(What the task requires): Nothing outside the range is wanted. Repeat exactly the lines below from the one with "between two frames" through the one with "pub enum Error".

Dataset entries

....

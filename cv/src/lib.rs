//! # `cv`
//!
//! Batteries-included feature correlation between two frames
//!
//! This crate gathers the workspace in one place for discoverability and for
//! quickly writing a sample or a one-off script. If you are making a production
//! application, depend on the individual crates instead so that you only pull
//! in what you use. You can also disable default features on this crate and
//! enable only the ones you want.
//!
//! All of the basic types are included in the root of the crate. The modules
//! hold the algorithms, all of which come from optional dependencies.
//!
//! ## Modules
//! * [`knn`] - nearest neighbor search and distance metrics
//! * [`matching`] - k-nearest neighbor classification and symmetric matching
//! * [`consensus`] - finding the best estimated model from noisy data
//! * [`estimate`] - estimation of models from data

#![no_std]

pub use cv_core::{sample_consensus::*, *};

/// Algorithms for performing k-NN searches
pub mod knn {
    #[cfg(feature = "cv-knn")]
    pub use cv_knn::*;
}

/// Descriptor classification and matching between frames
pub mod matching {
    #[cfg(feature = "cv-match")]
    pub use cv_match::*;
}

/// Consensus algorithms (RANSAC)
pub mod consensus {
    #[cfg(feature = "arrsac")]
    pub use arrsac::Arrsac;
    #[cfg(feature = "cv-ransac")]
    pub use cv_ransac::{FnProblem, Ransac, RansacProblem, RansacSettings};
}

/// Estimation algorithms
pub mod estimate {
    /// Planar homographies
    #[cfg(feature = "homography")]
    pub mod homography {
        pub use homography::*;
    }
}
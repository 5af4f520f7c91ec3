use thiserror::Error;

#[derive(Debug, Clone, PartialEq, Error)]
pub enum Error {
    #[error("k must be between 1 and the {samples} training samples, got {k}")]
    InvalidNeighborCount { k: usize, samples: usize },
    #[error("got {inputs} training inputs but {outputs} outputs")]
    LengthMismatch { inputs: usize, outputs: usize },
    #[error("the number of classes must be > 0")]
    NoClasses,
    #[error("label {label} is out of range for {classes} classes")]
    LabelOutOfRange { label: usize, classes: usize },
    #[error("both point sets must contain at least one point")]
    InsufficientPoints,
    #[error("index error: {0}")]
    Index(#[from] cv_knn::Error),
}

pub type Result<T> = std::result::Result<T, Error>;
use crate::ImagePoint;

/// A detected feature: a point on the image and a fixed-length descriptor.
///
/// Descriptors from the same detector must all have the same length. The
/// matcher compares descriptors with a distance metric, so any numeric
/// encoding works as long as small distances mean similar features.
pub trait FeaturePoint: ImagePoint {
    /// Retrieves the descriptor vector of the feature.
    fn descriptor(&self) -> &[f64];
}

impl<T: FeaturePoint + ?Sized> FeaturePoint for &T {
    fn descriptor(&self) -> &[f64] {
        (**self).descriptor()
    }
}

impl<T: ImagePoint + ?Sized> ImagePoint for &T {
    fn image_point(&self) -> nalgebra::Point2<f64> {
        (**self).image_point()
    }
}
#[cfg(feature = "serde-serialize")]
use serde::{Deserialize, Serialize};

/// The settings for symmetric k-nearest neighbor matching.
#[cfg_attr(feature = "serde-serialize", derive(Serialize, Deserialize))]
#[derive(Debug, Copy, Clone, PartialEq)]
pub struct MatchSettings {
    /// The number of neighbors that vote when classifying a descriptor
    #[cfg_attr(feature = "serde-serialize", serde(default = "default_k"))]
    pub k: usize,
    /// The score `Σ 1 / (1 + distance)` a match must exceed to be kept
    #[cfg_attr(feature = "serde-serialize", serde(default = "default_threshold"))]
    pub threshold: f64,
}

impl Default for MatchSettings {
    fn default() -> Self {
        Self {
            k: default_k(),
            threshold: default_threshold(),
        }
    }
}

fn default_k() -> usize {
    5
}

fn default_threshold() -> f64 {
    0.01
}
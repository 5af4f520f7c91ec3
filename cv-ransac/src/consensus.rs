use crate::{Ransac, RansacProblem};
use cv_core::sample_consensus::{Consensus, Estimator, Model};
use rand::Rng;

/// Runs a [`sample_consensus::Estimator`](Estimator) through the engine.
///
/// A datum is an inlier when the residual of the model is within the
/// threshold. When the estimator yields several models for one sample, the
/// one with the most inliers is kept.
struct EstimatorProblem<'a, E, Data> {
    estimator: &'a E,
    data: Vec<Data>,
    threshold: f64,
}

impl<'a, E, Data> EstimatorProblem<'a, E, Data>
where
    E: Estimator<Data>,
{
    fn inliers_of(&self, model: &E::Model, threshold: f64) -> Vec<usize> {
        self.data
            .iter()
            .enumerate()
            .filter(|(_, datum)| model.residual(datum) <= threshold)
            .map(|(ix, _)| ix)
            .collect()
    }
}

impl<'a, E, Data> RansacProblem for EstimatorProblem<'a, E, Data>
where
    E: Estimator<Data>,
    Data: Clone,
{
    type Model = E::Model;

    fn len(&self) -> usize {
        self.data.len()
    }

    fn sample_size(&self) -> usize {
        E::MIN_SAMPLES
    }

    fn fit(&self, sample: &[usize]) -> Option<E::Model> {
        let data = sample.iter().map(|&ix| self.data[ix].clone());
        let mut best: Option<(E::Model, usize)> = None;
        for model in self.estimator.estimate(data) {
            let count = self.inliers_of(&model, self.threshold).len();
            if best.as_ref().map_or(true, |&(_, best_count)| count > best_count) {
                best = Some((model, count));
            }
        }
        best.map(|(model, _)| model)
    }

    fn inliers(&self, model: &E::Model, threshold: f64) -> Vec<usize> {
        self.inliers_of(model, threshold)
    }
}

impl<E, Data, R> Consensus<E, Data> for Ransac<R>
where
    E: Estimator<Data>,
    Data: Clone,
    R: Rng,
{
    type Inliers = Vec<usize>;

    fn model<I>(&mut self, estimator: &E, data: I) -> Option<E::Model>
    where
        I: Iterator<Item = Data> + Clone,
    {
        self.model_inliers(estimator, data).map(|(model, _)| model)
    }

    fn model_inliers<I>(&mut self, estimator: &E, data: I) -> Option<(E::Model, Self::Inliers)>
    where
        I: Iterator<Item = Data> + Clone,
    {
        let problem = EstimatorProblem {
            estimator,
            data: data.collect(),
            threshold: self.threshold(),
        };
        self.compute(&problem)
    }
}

....

(Answer space):
//! Batteries-included feature correlation between two frames
//!
//! This crate gathers the workspace in one place for discoverability and for
//! quickly writing a sample or a one-off script. If you are making a production
//! application, depend on the individual crates instead so that you only pull
//! in what you use. You can also disable default features on this crate and
//! enable only the ones you want.
//!
//! All of the basic types are included in the root of the crate. The modules
//! hold the algorithms, all of which come from optional dependencies.
//!
//! ## Modules
//! * [`knn`] - nearest neighbor search and distance metrics
//! * [`matching`] - k-nearest neighbor classification and symmetric matching
//! * [`consensus`] - finding the best estimated model from noisy data
//! * [`estimate`] - estimation of models from data

#![no_std]

pub use cv_core::{sample_consensus::*, *};

/// Algorithms for performing k-NN searches
pub mod knn {
    #[cfg(feature = "cv-knn")]
    pub use cv_knn::*;
}

/// Descriptor classification and matching between frames
pub mod matching {
    #[cfg(feature = "cv-match")]
    pub use cv_match::*;
}

/// Consensus algorithms (RANSAC)
pub mod consensus {
    #[cfg(feature = "arrsac")]
    pub use arrsac::Arrsac;
    #[cfg(feature = "cv-ransac")]
    pub use cv_ransac::{FnProblem, Ransac, RansacProblem, RansacSettings};
}

/// Estimation algorithms
pub mod estimate {
    /// Planar homographies
    #[cfg(feature = "homography")]
    pub mod homography {
        pub use homography::*;
    }
}
repository 5af4f520f7c91ec3
use thiserror::Error;

#[derive(Debug, Clone, PartialEq, Error)]
pub enum Error {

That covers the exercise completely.